Langsameres Blinzeln signalisiere möglicherweise dem Gesprächspartner, dass man dessen Antwort verstanden habe, schreiben die Forscher vom Max-Planck-Institut für Psycholinguistik im niederländischen Nijmegen im Fachblatt "PLOS One".

Menschen blinzeln im Schnitt mehr als 10'000 Mal am Tag. Die Lidschläge dienen unter anderem dazu, die Augäpfel zu benetzen, damit sie nicht austrocknen. Aber dienen Lidschläge auch als eine Art Rückmeldung innerhalb eines Gesprächs, ähnlich dem Kopfnicken?

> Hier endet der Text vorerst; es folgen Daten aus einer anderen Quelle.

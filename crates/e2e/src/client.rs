use std::time::Duration;

use anyhow::{Context, Result, anyhow};
use serde::Serialize;

use iou_api::{AuthTokenResponse, SignupRequest};
use iou_api_client::ApiClient;

use crate::fixtures;

/// Holds connection info for a test run.
pub struct TestContext {
    pub api: ApiClient,
}

/// A signed-up test user with credentials.
#[derive(Debug, Clone)]
pub struct TestUser {
    pub username: String,
    pub display_name: String,
    pub password: String,
    pub access_token: String,
    pub refresh_token: String,
}

impl TestContext {
    pub fn new(base_url: String) -> Self {
        Self {
            api: ApiClient::with_client(reqwest::Client::new(), &base_url),
        }
    }

    /// Build a full API URL from a path like `/health`.
    pub fn url(&self, path: &str) -> String {
        format!("{}/api{}", self.api.base_url(), path)
    }

    /// Sign up a fresh user with a unique username.
    pub async fn signup_user(&self) -> Result<TestUser> {
        let username = fixtures::unique_username();
        let display_name = format!("E2E {username}");
        let password = fixtures::PASSWORD.to_string();

        let resp = self
            .api
            .post_json_raw(
                "/auth/signup",
                &SignupRequest {
                    username: username.clone(),
                    display_name: display_name.clone(),
                    password: password.clone(),
                    device_name: Some("e2e".into()),
                },
            )
            .await?;

        let status = resp.status();
        if !status.is_success() {
            let body = resp.text().await.unwrap_or_default();
            return Err(anyhow!("signup failed ({status}): {body}"));
        }
        let tokens: AuthTokenResponse = resp.json().await.context("signup response")?;
        tracing::debug!(%username, "signed up e2e user");

        Ok(TestUser {
            username,
            display_name,
            password,
            access_token: tokens.access_token,
            refresh_token: tokens.refresh_token,
        })
    }

    /// A typed client authenticated as `user`.
    pub fn client_for(&self, user: &TestUser) -> Result<ApiClient> {
        let mut api = ApiClient::new(self.api.base_url(), Duration::from_secs(30))?;
        api.set_auth(user.access_token.clone());
        Ok(api)
    }

    // ── HTTP convenience methods (delegate to ApiClient) ──────────────

    pub async fn get(&self, path: &str) -> Result<reqwest::Response> {
        Ok(self.api.reqwest_client().get(self.url(path)).send().await?)
    }

    pub async fn get_authed(&self, path: &str, token: &str) -> Result<reqwest::Response> {
        Ok(self.api.get_with_auth(path, token).await?)
    }

    pub async fn post_json<T: Serialize>(&self, path: &str, body: &T) -> Result<reqwest::Response> {
        Ok(self.api.post_json_raw(path, body).await?)
    }

    pub async fn post_json_authed<T: Serialize>(
        &self,
        path: &str,
        token: &str,
        body: &T,
    ) -> Result<reqwest::Response> {
        Ok(self.api.post_json_with_auth(path, token, body).await?)
    }

    pub async fn put_json_authed<T: Serialize>(
        &self,
        path: &str,
        token: &str,
        body: &T,
    ) -> Result<reqwest::Response> {
        Ok(self.api.put_json_with_auth(path, token, body).await?)
    }

    pub async fn delete_authed(&self, path: &str, token: &str) -> Result<reqwest::Response> {
        Ok(self.api.delete_with_auth(path, token).await?)
    }
}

Um das herauszufinden liess das Forscherteam um Paul Hömke 35 Probanden mit computergenerierten Gesprächspartnern, sogenannten Avataren, reden. Die Avatare stellten dabei Fragen wie: "Wie war Dein Wochenende, was hast Du gemacht?" Anschliessend antworteten die Probanden - ohne zu wissen, um was es bei dem Experiment eigentlich ging.

Es dauert nur Millisekunden

Während mancher Antworten der Probanden reagierten die Avatare, indem sie immer mal wieder nickten und dabei jeweils kurz (208 Millisekunden) blinzelten. Bei manchen Antworten waren Blinzler, die das Nicken begleiteten, aber auch länger (607 Millisekunden).

Bei der Auswertung der Daten stellte Hömke fest, dass Antworten, während denen der Avatar lange Wimpernschläge zeigte, im Schnitt mehrere Sekunden kürzer ausfielen. Allerdings war keinem der Probanden bewusst aufgefallen, dass der Avatar unterschiedlich lange geblinzelt hatte.

Die Forscher glauben, dass ein langsamerer Wimpernschlag dem Sprecher eher das Gefühl vermitteln könnte, verstanden worden zu sein. Es sei aber auch nicht auszuschliessen, dass Nicken in Kombination mit langen Blinzlern schlicht das Signal aussendet, zum Sprechen aufzuhören.